**WHAT THE TASK ASKS:** The answer should contain every entry below, copied exactly.
*** PROVIDED ENTRIES Section Begins ***
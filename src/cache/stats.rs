//! Cache Statistics Module
//!
//! Tracks session cache lookups, lazy expirations and invalidations.

use serde::Serialize;

// == Cache Stats ==
/// Counters for a single session cache.
#[derive(Debug, Clone, Default, Serialize)]
pub struct CacheStats {
    /// Lookups that returned a fresh value
    pub hits: u64,
    /// Lookups that found nothing or an expired entry
    pub misses: u64,
    /// Entries evicted lazily because their TTL elapsed
    pub expirations: u64,
    /// Entries removed by `invalidate`
    pub invalidations: u64,
    /// Current number of entries in the cache
    pub total_entries: usize,
}

impl CacheStats {
    pub fn new() -> Self {
        Self::default()
    }

    // == Hit Rate ==
    /// Returns hits / (hits + misses), or 0.0 if no lookups were made.
    pub fn hit_rate(&self) -> f64 {
        let total = self.hits + self.misses;
        if total == 0 {
            0.0
        } else {
            self.hits as f64 / total as f64
        }
    }

    pub fn record_hit(&mut self) {
        self.hits += 1;
    }

    pub fn record_miss(&mut self) {
        self.misses += 1;
    }

    pub fn record_expiration(&mut self) {
        self.expirations += 1;
    }

    /// Adds `count` removed entries to the invalidation counter.
    pub fn record_invalidations(&mut self, count: usize) {
        self.invalidations += count as u64;
    }

    pub fn set_total_entries(&mut self, count: usize) {
        self.total_entries = count;
    }
}
//! Property-Based Tests for Cache Module
//!
//! Uses proptest with a manual clock so expiry properties are deterministic.

use proptest::prelude::*;
use std::collections::HashMap;

use serde_json::{json, Value};

use crate::cache::{CacheConfig, Clock, ManualClock, SessionCache, DEFAULT_TTL_MS};

// == Strategies ==
/// Generates resource keys (non-empty)
fn key_strategy() -> impl Strategy<Value = String> {
    "[a-z_]{1,16}(_[0-9]{1,4})?"
}

/// Generates small JSON payloads
fn value_strategy() -> impl Strategy<Value = Value> {
    prop_oneof![
        any::<i64>().prop_map(|n| json!(n)),
        "[a-zA-Z ]{0,32}".prop_map(|s| json!(s)),
        (any::<u32>(), "[A-Z][a-z]{0,8}").prop_map(|(id, name)| json!({"id": id, "name": name})),
    ]
}

#[derive(Debug, Clone)]
enum CacheOp {
    Set { key: String, value: Value },
    Get { key: String },
    Invalidate { key: Option<String> },
    Advance { ms: u64 },
}

fn cache_op_strategy() -> impl Strategy<Value = CacheOp> {
    prop_oneof![
        4 => (key_strategy(), value_strategy())
            .prop_map(|(key, value)| CacheOp::Set { key, value }),
        4 => key_strategy().prop_map(|key| CacheOp::Get { key }),
        1 => proptest::option::of(key_strategy()).prop_map(|key| CacheOp::Invalidate { key }),
        2 => (0u64..DEFAULT_TTL_MS).prop_map(|ms| CacheOp::Advance { ms }),
    ]
}

fn new_cache() -> (SessionCache<Value, ManualClock>, ManualClock) {
    let clock = ManualClock::new(0);
    let cache = SessionCache::with_clock(CacheConfig::default(), clock.clone());
    (cache, clock)
}

proptest! {
    #![proptest_config(ProptestConfig::with_cases(100))]

    // After a write, an immediate read returns the written value.
    #[test]
    fn prop_fresh_read_after_write(key in key_strategy(), value in value_strategy()) {
        let (mut cache, _clock) = new_cache();

        cache.set(key.clone(), value.clone());
        let retrieved = cache.get(&key);
        prop_assert_eq!(retrieved.as_deref(), Some(&value));
    }

    // Reads before the TTL see the value; reads at or after it do not.
    #[test]
    fn prop_expiry_boundary(
        key in key_strategy(),
        value in value_strategy(),
        elapsed in 0u64..(3 * DEFAULT_TTL_MS)
    ) {
        let (mut cache, clock) = new_cache();

        cache.set(key.clone(), value.clone());
        clock.advance(elapsed);

        let retrieved = cache.get(&key);
        if elapsed < DEFAULT_TTL_MS {
            prop_assert_eq!(retrieved.as_deref(), Some(&value));
        } else {
            prop_assert!(retrieved.is_none());
            prop_assert!(cache.is_empty(), "Expired entry should be evicted");
        }
    }

    // Rewriting a key restarts its freshness window.
    #[test]
    fn prop_overwrite_resets_age(
        key in key_strategy(),
        first in value_strategy(),
        second in value_strategy(),
        before in 0u64..DEFAULT_TTL_MS,
        after in 0u64..DEFAULT_TTL_MS
    ) {
        let (mut cache, clock) = new_cache();

        cache.set(key.clone(), first);
        clock.advance(before);
        cache.set(key.clone(), second.clone());
        clock.advance(after);

        let retrieved = cache.get(&key);
        prop_assert_eq!(retrieved.as_deref(), Some(&second));
        prop_assert_eq!(cache.len(), 1);
    }

    // Targeted invalidation removes exactly one key.
    #[test]
    fn prop_targeted_invalidate(
        entries in prop::collection::hash_map(key_strategy(), value_strategy(), 1..20),
        pick in any::<prop::sample::Index>()
    ) {
        let (mut cache, _clock) = new_cache();
        for (key, value) in &entries {
            cache.set(key.clone(), value.clone());
        }

        let keys: Vec<&String> = entries.keys().collect();
        let victim = keys[pick.index(keys.len())].clone();
        cache.invalidate(Some(&victim));

        for (key, value) in &entries {
            if *key == victim {
                prop_assert!(cache.get(key).is_none());
            } else {
                let retrieved = cache.get(key);
                prop_assert_eq!(retrieved.as_deref(), Some(value));
            }
        }
    }

    // The cache agrees with a simple timestamped model over any op sequence.
    #[test]
    fn prop_matches_model(ops in prop::collection::vec(cache_op_strategy(), 1..60)) {
        let (mut cache, clock) = new_cache();
        let mut model: HashMap<String, (Value, u64)> = HashMap::new();
        let mut expected_hits: u64 = 0;
        let mut expected_misses: u64 = 0;

        for op in ops {
            match op {
                CacheOp::Set { key, value } => {
                    model.insert(key.clone(), (value.clone(), clock.now_ms()));
                    cache.set(key, value);
                }
                CacheOp::Get { key } => {
                    let now = clock.now_ms();
                    let expected = match model.get(&key) {
                        Some((value, stored_at)) if now - stored_at < DEFAULT_TTL_MS => {
                            Some(value.clone())
                        }
                        Some(_) => {
                            model.remove(&key);
                            None
                        }
                        None => None,
                    };
                    match &expected {
                        Some(_) => expected_hits += 1,
                        None => expected_misses += 1,
                    }
                    let retrieved = cache.get(&key);
                    prop_assert_eq!(retrieved.as_deref(), expected.as_ref());
                }
                CacheOp::Invalidate { key } => {
                    match &key {
                        Some(key) => {
                            model.remove(key);
                        }
                        None => model.clear(),
                    }
                    cache.invalidate(key.as_deref());
                }
                CacheOp::Advance { ms } => clock.advance(ms),
            }
        }

        let stats = cache.stats();
        prop_assert_eq!(stats.hits, expected_hits, "Hits mismatch");
        prop_assert_eq!(stats.misses, expected_misses, "Misses mismatch");
        prop_assert_eq!(stats.total_entries, cache.len());
        prop_assert_eq!(cache.len(), model.len(), "Entry count mismatch");
    }
}
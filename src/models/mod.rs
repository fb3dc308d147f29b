//! Request and Response models for the cache sidecar API
//!
//! DTOs used for extracting path parameters and
//! serializing HTTP response bodies.

pub mod requests;
pub mod responses;

// Re-export commonly used types
pub use requests::{CachePath, SessionPath};
pub use responses::{
    GetResponse, HealthResponse, InvalidateResponse, SessionResponse, SessionsResponse,
    SetResponse, StatsResponse,
};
*** PROVIDED ENTRIES Section Ends ***
**RESULT OF THE EXERCISE:**
filename src/cache/stats.rs
//! Cache Statistics Module
//!
//! Tracks session cache lookups, lazy expirations and invalidations.

use serde::Serialize;

// == Cache Stats ==
/// Counters for a single session cache.
#[derive(Debug, Clone, Default, Serialize)]
pub struct CacheStats {
    /// Lookups that returned a fresh value
    pub hits: u64,
    /// Lookups that found nothing or an expired entry
    pub misses: u64,
    /// Entries evicted lazily because their TTL elapsed
    pub expirations: u64,
    /// Entries removed by `invalidate`
    pub invalidations: u64,
    /// Current number of entries in the cache
    pub total_entries: usize,
}

impl CacheStats {
    pub fn new() -> Self {
        Self::default()
    }

    // == Hit Rate ==
    /// Returns hits / (hits + misses), or 0.0 if no lookups were made.
    pub fn hit_rate(&self) -> f64 {
        let total = self.hits + self.misses;
        if total == 0 {
            0.0
        } else {
            self.hits as f64 / total as f64
        }
    }

    pub fn record_hit(&mut self) {
        self.hits += 1;
    }

    pub fn record_miss(&mut self) {
        self.misses += 1;
    }

    pub fn record_expiration(&mut self) {
        self.expirations += 1;
    }

    /// Adds `count` removed entries to the invalidation counter.
    pub fn record_invalidations(&mut self, count: usize) {
        self.invalidations += count as u64;
    }

    pub fn set_total_entries(&mut self, count: usize) {
        self.total_entries = count;
    }
}
//! Property-Based Tests for Cache Module
//!
//! Uses proptest with a manual clock so expiry properties are deterministic.

use proptest::prelude::*;
use std::collections::HashMap;

use serde_json::{json, Value};

use crate::cache::{CacheConfig, Clock, ManualClock, SessionCache, DEFAULT_TTL_MS};

// == Strategies ==
/// Generates resource keys (non-empty)
fn key_strategy() -> impl Strategy<Value = String> {
    "[a-z_]{1,16}(_[0-9]{1,4})?"
}

/// Generates small JSON payloads
fn value_strategy() -> impl Strategy<Value = Value> {
    prop_oneof![
        any::<i64>().prop_map(|n| json!(n)),
        "[a-zA-Z ]{0,32}".prop_map(|s| json!(s)),
        (any::<u32>(), "[A-Z][a-z]{0,8}").prop_map(|(id, name)| json!({"id": id, "name": name})),
    ]
}

#[derive(Debug, Clone)]
enum CacheOp {
    Set { key: String, value: Value },
    Get { key: String },
    Invalidate { key: Option<String> },
    Advance { ms: u64 },
}

fn cache_op_strategy() -> impl Strategy<Value = CacheOp> {
    prop_oneof![
        4 => (key_strategy(), value_strategy())
            .prop_map(|(key, value)| CacheOp::Set { key, value }),
        4 => key_strategy().prop_map(|key| CacheOp::Get { key }),
        1 => proptest::option::of(key_strategy()).prop_map(|key| CacheOp::Invalidate { key }),
        2 => (0u64..DEFAULT_TTL_MS).prop_map(|ms| CacheOp::Advance { ms }),
    ]
}

fn new_cache() -> (SessionCache<Value, ManualClock>, ManualClock) {
    let clock = ManualClock::new(0);
    let cache = SessionCache::with_clock(CacheConfig::default(), clock.clone());
    (cache, clock)
}

proptest! {
    #![proptest_config(ProptestConfig::with_cases(100))]

    // After a write, an immediate read returns the written value.
    #[test]
    fn prop_fresh_read_after_write(key in key_strategy(), value in value_strategy()) {
        let (mut cache, _clock) = new_cache();

        cache.set(key.clone(), value.clone());
        let retrieved = cache.get(&key);
        prop_assert_eq!(retrieved.as_deref(), Some(&value));
    }

    // Reads before the TTL see the value; reads at or after it do not.
    #[test]
    fn prop_expiry_boundary(
        key in key_strategy(),
        value in value_strategy(),
        elapsed in 0u64..(3 * DEFAULT_TTL_MS)
    ) {
        let (mut cache, clock) = new_cache();

        cache.set(key.clone(), value.clone());
        clock.advance(elapsed);

        let retrieved = cache.get(&key);
        if elapsed < DEFAULT_TTL_MS {
            prop_assert_eq!(retrieved.as_deref(), Some(&value));
        } else {
            prop_assert!(retrieved.is_none());
            prop_assert!(cache.is_empty(), "Expired entry should be evicted");
        }
    }

    // Rewriting a key restarts its freshness window.
    #[test]
    fn prop_overwrite_resets_age(
        key in key_strategy(),
        first in value_strategy(),
        second in value_strategy(),
        before in 0u64..DEFAULT_TTL_MS,
        after in 0u64..DEFAULT_TTL_MS
    ) {
        let (mut cache, clock) = new_cache();

        cache.set(key.clone(), first);
        clock.advance(before);
        cache.set(key.clone(), second.clone());
        clock.advance(after);

        let retrieved = cache.get(&key);
        prop_assert_eq!(retrieved.as_deref(), Some(&second));
        prop_assert_eq!(cache.len(), 1);
    }

    // Targeted invalidation removes exactly one key.
    #[test]
    fn prop_targeted_invalidate(
        entries in prop::collection::hash_map(key_strategy(), value_strategy(), 1..20),
        pick in any::<prop::sample::Index>()
    ) {
        let (mut cache, _clock) = new_cache();
        for (key, value) in &entries {
            cache.set(key.clone(), value.clone());
        }

        let keys: Vec<&String> = entries.keys().collect();
        let victim = keys[pick.index(keys.len())].clone();
        cache.invalidate(Some(&victim));

        for (key, value) in &entries {
            if *key == victim {
                prop_assert!(cache.get(key).is_none());
            } else {
                let retrieved = cache.get(key);
                prop_assert_eq!(retrieved.as_deref(), Some(value));
            }
        }
    }

    // The cache agrees with a simple timestamped model over any op sequence.
    #[test]
    fn prop_matches_model(ops in prop::collection::vec(cache_op_strategy(), 1..60)) {
        let (mut cache, clock) = new_cache();
        let mut model: HashMap<String, (Value, u64)> = HashMap::new();
        let mut expected_hits: u64 = 0;
        let mut expected_misses: u64 = 0;

        for op in ops {
            match op {
                CacheOp::Set { key, value } => {
                    model.insert(key.clone(), (value.clone(), clock.now_ms()));
                    cache.set(key, value);
                }
                CacheOp::Get { key } => {
                    let now = clock.now_ms();
                    let expected = match model.get(&key) {
                        Some((value, stored_at)) if now - stored_at < DEFAULT_TTL_MS => {
                            Some(value.clone())
                        }
                        Some(_) => {
                            model.remove(&key);
                            None
                        }
                        None => None,
                    };
                    match &expected {
                        Some(_) => expected_hits += 1,
                        None => expected_misses += 1,
                    }
                    let retrieved = cache.get(&key);
                    prop_assert_eq!(retrieved.as_deref(), expected.as_ref());
                }
                CacheOp::Invalidate { key } => {
                    match &key {
                        Some(key) => {
                            model.remove(key);
                        }
                        None => model.clear(),
                    }
                    cache.invalidate(key.as_deref());
                }
                CacheOp::Advance { ms } => clock.advance(ms),
            }
        }

        let stats = cache.stats();
        prop_assert_eq!(stats.hits, expected_hits, "Hits mismatch");
        prop_assert_eq!(stats.misses, expected_misses, "Misses mismatch");
        prop_assert_eq!(stats.total_entries, cache.len());
        prop_assert_eq!(cache.len(), model.len(), "Entry count mismatch");
    }
}
filename src/models/mod.rs
repository fb3dc308d147f29b
//! Request and Response models for the cache sidecar API
//!
//! DTOs used for extracting path parameters and
//! serializing HTTP response bodies.

pub mod requests;
pub mod responses;

// Re-export commonly used types
pub use requests::{CachePath, SessionPath};
pub use responses::{
    GetResponse, HealthResponse, InvalidateResponse, SessionResponse, SessionsResponse,
    SetResponse, StatsResponse,
};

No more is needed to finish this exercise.